[Collected data entries]
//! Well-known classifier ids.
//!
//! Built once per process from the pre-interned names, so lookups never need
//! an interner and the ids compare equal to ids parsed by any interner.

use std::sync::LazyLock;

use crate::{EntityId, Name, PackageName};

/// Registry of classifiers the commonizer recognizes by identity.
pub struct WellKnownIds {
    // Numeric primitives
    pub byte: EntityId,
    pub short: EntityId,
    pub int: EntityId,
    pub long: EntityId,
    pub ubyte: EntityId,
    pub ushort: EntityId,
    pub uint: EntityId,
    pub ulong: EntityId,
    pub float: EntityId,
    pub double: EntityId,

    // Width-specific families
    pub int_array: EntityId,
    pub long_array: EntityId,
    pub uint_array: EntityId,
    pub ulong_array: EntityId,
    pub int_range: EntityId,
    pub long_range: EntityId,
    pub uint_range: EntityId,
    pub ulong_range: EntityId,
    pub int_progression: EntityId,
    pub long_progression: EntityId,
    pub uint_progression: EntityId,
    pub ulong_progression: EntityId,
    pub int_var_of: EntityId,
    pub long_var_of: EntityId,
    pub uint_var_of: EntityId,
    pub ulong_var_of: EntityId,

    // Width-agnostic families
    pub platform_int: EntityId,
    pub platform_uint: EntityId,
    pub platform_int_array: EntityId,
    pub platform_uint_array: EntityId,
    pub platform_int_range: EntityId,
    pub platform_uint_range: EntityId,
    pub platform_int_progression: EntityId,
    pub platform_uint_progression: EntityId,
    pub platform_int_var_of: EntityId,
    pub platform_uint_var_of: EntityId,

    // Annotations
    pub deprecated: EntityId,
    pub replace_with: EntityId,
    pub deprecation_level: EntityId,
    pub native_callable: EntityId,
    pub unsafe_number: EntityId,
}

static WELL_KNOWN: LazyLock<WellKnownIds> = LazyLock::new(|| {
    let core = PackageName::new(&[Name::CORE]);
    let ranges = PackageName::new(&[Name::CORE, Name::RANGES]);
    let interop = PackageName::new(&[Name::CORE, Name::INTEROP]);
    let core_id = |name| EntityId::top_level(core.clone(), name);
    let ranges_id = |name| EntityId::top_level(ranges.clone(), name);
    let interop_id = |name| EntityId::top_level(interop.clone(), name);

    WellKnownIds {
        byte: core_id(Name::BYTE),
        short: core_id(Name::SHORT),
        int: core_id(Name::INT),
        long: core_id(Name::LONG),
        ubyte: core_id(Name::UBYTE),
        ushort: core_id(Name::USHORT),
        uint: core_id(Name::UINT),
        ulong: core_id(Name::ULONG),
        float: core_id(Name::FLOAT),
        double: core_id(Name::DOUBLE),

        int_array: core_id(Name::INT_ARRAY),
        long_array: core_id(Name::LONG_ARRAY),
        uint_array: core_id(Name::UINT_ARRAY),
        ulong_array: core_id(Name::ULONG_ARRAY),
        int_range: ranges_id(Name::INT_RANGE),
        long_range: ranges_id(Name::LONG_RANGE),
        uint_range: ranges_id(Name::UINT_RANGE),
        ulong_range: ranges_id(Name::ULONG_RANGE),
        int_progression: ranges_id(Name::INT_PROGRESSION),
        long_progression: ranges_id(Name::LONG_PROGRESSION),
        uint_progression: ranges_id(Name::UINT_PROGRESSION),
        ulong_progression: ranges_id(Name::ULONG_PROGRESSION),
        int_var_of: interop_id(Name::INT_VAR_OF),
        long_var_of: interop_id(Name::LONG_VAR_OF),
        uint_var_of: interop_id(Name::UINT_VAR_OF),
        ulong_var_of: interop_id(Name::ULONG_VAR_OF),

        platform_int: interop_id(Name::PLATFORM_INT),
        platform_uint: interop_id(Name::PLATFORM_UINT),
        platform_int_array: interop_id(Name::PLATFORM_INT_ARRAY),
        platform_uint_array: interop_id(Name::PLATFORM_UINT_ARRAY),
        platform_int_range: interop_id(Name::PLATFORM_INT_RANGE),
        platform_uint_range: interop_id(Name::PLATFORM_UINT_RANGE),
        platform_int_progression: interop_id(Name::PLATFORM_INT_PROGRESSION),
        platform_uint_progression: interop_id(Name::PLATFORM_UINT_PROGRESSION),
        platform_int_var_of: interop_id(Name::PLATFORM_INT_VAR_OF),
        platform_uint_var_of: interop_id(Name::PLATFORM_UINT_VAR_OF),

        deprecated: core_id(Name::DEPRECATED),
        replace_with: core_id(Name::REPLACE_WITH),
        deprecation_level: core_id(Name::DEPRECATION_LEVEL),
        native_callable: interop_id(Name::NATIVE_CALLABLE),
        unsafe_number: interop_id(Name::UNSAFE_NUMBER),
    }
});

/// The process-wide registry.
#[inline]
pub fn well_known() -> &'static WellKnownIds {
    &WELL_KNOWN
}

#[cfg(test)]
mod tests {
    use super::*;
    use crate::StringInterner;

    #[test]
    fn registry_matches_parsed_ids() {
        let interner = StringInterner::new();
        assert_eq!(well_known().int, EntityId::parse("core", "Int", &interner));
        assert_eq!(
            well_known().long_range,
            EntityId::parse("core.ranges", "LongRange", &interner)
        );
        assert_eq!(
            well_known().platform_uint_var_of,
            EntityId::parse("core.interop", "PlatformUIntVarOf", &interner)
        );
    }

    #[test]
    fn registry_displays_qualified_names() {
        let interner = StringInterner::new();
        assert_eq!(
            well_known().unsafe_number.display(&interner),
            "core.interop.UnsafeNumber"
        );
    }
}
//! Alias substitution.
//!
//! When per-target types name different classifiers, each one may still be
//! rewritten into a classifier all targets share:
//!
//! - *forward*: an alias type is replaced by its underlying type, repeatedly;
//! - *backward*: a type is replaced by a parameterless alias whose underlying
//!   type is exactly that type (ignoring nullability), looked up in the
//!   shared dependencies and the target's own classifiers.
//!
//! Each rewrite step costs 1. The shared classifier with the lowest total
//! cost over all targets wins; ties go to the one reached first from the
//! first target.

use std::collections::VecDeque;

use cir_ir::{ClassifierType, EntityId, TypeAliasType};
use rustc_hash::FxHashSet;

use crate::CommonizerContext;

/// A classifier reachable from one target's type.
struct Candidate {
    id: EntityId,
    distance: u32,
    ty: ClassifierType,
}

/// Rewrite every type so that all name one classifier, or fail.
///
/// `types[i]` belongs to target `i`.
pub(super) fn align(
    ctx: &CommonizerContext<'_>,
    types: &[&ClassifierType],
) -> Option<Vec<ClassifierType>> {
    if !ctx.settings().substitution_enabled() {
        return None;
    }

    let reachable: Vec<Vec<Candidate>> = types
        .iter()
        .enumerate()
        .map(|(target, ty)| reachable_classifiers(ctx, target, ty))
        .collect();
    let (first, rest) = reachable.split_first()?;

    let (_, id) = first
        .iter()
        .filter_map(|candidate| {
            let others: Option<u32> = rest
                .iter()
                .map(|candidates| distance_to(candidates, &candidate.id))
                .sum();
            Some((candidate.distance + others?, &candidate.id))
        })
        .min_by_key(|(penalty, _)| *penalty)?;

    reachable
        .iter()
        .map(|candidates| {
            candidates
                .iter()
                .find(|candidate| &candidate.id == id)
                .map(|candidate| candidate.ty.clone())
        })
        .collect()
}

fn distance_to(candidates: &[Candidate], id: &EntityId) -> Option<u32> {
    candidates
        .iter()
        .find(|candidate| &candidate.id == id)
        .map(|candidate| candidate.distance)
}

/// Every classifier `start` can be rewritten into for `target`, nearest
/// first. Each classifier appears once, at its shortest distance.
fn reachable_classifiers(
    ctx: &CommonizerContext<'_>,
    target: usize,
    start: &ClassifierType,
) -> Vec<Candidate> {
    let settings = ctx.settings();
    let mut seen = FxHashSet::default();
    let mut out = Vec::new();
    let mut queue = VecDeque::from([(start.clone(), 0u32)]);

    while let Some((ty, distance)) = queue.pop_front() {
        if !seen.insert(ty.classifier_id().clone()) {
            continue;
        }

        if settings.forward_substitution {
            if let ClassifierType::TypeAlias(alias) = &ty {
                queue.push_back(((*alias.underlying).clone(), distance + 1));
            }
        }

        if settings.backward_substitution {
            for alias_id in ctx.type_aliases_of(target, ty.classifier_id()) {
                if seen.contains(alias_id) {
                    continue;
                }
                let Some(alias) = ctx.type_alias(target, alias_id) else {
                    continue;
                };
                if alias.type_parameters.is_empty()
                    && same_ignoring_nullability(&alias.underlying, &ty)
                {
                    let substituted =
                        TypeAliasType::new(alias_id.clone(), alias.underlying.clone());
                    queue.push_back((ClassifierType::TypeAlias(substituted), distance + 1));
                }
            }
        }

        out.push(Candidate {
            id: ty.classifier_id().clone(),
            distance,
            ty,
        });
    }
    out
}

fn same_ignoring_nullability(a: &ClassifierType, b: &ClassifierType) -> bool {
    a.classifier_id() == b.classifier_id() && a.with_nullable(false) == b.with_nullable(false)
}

### What you are asked to do
Copy all lines of the records in which the string "underlying" can be found.

### Response to this task
//! - *forward*: an alias type is replaced by its underlying type, repeatedly;
//! - *backward*: a type is replaced by a parameterless alias whose underlying
                queue.push_back(((*alias.underlying).clone(), distance + 1));
                    && same_ignoring_nullability(&alias.underlying, &ty)
                        TypeAliasType::new(alias_id.clone(), alias.underlying.clone());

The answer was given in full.